= Problem to solve =
Those lines of the data that hold the word "only" are to be copied out.

= Exercise inputs =
//! String transformation utilities for code generation

const HTTP_VERBS: [&str; 5] = ["get", "post", "put", "patch", "delete"];

/// Split an identifier-ish string into lowercase words.
///
/// Separators are any non-alphanumeric characters. Case changes start a new
/// word, and a run of capitals followed by a lowercase letter keeps its last
/// capital for the next word (`getHTTPResponse` -> `get`, `http`, `response`).
pub fn split_words(s: &str) -> Vec<String> {
    let chars: Vec<char> = s.chars().collect();
    let mut words = Vec::new();
    let mut current = String::new();

    for (i, &ch) in chars.iter().enumerate() {
        if !ch.is_alphanumeric() {
            if !current.is_empty() {
                words.push(std::mem::take(&mut current));
            }
            continue;
        }
        if ch.is_uppercase() && !current.is_empty() {
            let prev = chars[i - 1];
            let next_is_lower = chars.get(i + 1).is_some_and(|c| c.is_lowercase());
            if prev.is_lowercase() || prev.is_ascii_digit() || (prev.is_uppercase() && next_is_lower)
            {
                words.push(std::mem::take(&mut current));
            }
        }
        current.extend(ch.to_lowercase());
    }
    if !current.is_empty() {
        words.push(current);
    }
    words
}

fn capitalize(word: &str) -> String {
    let mut chars = word.chars();
    match chars.next() {
        None => String::new(),
        Some(first) => first.to_uppercase().collect::<String>() + chars.as_str(),
    }
}

/// Convert a string to snake_case
pub fn to_snake_case(s: &str) -> String {
    split_words(s).join("_")
}

/// Convert a string to UpperCamelCase (PascalCase)
pub fn to_upper_camel_case(s: &str) -> String {
    split_words(s).iter().map(|w| capitalize(w)).collect()
}

/// Convert a string to lowerCamelCase
pub fn to_lower_camel_case(s: &str) -> String {
    let words = split_words(s);
    let mut out = String::new();
    for (i, word) in words.iter().enumerate() {
        if i == 0 {
            out.push_str(word);
        } else {
            out.push_str(&capitalize(word));
        }
    }
    out
}

/// Upper-case the first character only, leaving the rest untouched
pub fn upper_first(s: &str) -> String {
    capitalize(s)
}

/// Normalize a tag into a domain name: lowercase, runs of non-alphanumerics
/// become a single `-`, no leading or trailing `-`.
pub fn normalize_tag(tag: &str) -> String {
    let mut out = String::with_capacity(tag.len());
    let mut pending_dash = false;
    for ch in tag.chars() {
        if ch.is_ascii_alphanumeric() {
            if pending_dash && !out.is_empty() {
                out.push('-');
            }
            pending_dash = false;
            out.extend(ch.to_lowercase());
        } else {
            pending_dash = true;
        }
    }
    out
}

/// Make a declared schema name safe to use as a TypeScript identifier
pub fn sanitize_identifier(name: &str) -> String {
    let mut out: String = name
        .chars()
        .map(|c| if c.is_ascii_alphanumeric() || c == '_' { c } else { '_' })
        .collect();
    if out.chars().next().map_or(true, |c| c.is_ascii_digit()) {
        out.insert(0, '_');
    }
    out
}

/// File-name form of a group key: every non-word character becomes `_`
pub fn file_stem(key: &str) -> String {
    key.chars()
        .map(|c| if c.is_ascii_alphanumeric() || c == '_' { c } else { '_' })
        .collect()
}

/// Non-empty `/`-separated segments of a path
pub fn path_segments(path: &str) -> impl Iterator<Item = &str> {
    path.split('/').filter(|s| !s.is_empty())
}

/// If `segment` is a `{param}` placeholder, return the bare param name
pub fn path_param_name(segment: &str) -> Option<&str> {
    segment
        .strip_prefix('{')
        .and_then(|s| s.strip_suffix('}'))
        .filter(|s| !s.is_empty())
}

/// Collapse a schema name mangled with the API base path.
///
/// Names like `Body_upload_photo_api_v1_projects_photos_post` become
/// `Body_upload_photo_post`: the base path and the resource segments between
/// it and the trailing HTTP verb are dropped. Without a verb the name becomes
/// `<prefix>_<suffix>`. Names without the base path are returned unchanged.
pub fn strip_api_base_path(name: &str, base_path: &str) -> String {
    let base = base_path.trim_matches('/');
    if base.is_empty() {
        return name.to_string();
    }
    // ASCII folding keeps byte offsets valid for slicing `name`
    let marker = format!("_{}_", base.replace('/', "_")).to_ascii_lowercase();
    let lowered = name.to_ascii_lowercase();

    let Some(start) = lowered.find(&marker) else {
        return name.to_string();
    };
    // only a single occurrence splits cleanly
    if lowered[start + marker.len()..].contains(&marker) {
        return name.to_string();
    }
    let prefix = &name[..start];
    let suffix = &name[start + marker.len()..];

    let parts: Vec<&str> = suffix.split('_').collect();
    let verb_index = parts
        .iter()
        .rposition(|p| HTTP_VERBS.contains(&p.to_lowercase().as_str()));

    match verb_index {
        Some(i) if i > 0 => format!("{}_{}", prefix, parts[i..].join("_")),
        _ => format!("{}_{}", prefix, suffix),
    }
}

#[cfg(test)]
mod tests {
    use super::*;

    #[test]
    fn test_split_words() {
        assert_eq!(split_words("getHTTPResponse"), vec!["get", "http", "response"]);
        assert_eq!(split_words("lead_id"), vec!["lead", "id"]);
        assert_eq!(split_words("List all  leads!"), vec!["list", "all", "leads"]);
        assert!(split_words("__").is_empty());
    }

    #[test]
    fn test_to_snake_case() {
        assert_eq!(to_snake_case("findPetsByStatus"), "find_pets_by_status");
        assert_eq!(to_snake_case("find-pets-by-status"), "find_pets_by_status");
        assert_eq!(to_snake_case("HTTPResponse"), "http_response");
    }

    #[test]
    fn test_to_upper_camel_case() {
        assert_eq!(to_upper_camel_case("lead_id"), "LeadId");
        assert_eq!(to_upper_camel_case("LeadUpdate"), "LeadUpdate");
        assert_eq!(to_upper_camel_case("FIND_PETS"), "FindPets");
        assert_eq!(to_upper_camel_case("v1"), "V1");
    }

    #[test]
    fn test_to_lower_camel_case() {
        assert_eq!(to_lower_camel_case("List all leads"), "listAllLeads");
        assert_eq!(to_lower_camel_case("Create-Widget"), "createWidget");
        assert_eq!(to_lower_camel_case(""), "");
    }

    #[test]
    fn test_normalize_tag() {
        assert_eq!(normalize_tag("Lead Management"), "lead-management");
        assert_eq!(normalize_tag("  --Users__ "), "users");
        assert_eq!(normalize_tag("A & B"), "a-b");
    }

    #[test]
    fn test_path_helpers() {
        let segs: Vec<_> = path_segments("/api/widgets/{id}/").collect();
        assert_eq!(segs, vec!["api", "widgets", "{id}"]);
        assert_eq!(path_param_name("{id}"), Some("id"));
        assert_eq!(path_param_name("widgets"), None);
        assert_eq!(path_param_name("{}"), None);
    }

    #[test]
    fn test_sanitize_identifier() {
        assert_eq!(sanitize_identifier("Lead.Out"), "Lead_Out");
        assert_eq!(sanitize_identifier("1Thing"), "_1Thing");
    }

    #[test]
    fn test_file_stem() {
        assert_eq!(file_stem("user.profiles"), "user_profiles");
        assert_eq!(file_stem("v2-items"), "v2_items");
        assert_eq!(file_stem("leads"), "leads");
    }

    #[test]
    fn test_strip_api_base_path() {
        assert_eq!(
            strip_api_base_path("Body_upload_project_photo_api_v1_project_photos__post", "api/v1"),
            "Body_upload_project_photo_post"
        );
        assert_eq!(
            strip_api_base_path("Body_login_api_auth_token", "api"),
            "Body_login_auth_token"
        );
        assert_eq!(strip_api_base_path("LeadOut", "api"), "LeadOut");
        assert_eq!(strip_api_base_path("LeadOut", ""), "LeadOut");
    }

    #[test]
    fn test_strip_api_base_path_non_ascii() {
        // U+212A KELVIN SIGN lowercases to a one-byte `k`
        assert_eq!(strip_api_base_path("\u{212A}_api_x", "api"), "\u{212A}_x");
        assert_eq!(
            strip_api_base_path("\u{130}nfo_api_items_get", "api"),
            "\u{130}nfo_get"
        );
        assert_eq!(strip_api_base_path("\u{212A}elvin", "api"), "\u{212A}elvin");
    }
}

= Output for this task =
/// Upper-case the first character only, leaving the rest untouched
    // only a single occurrence splits cleanly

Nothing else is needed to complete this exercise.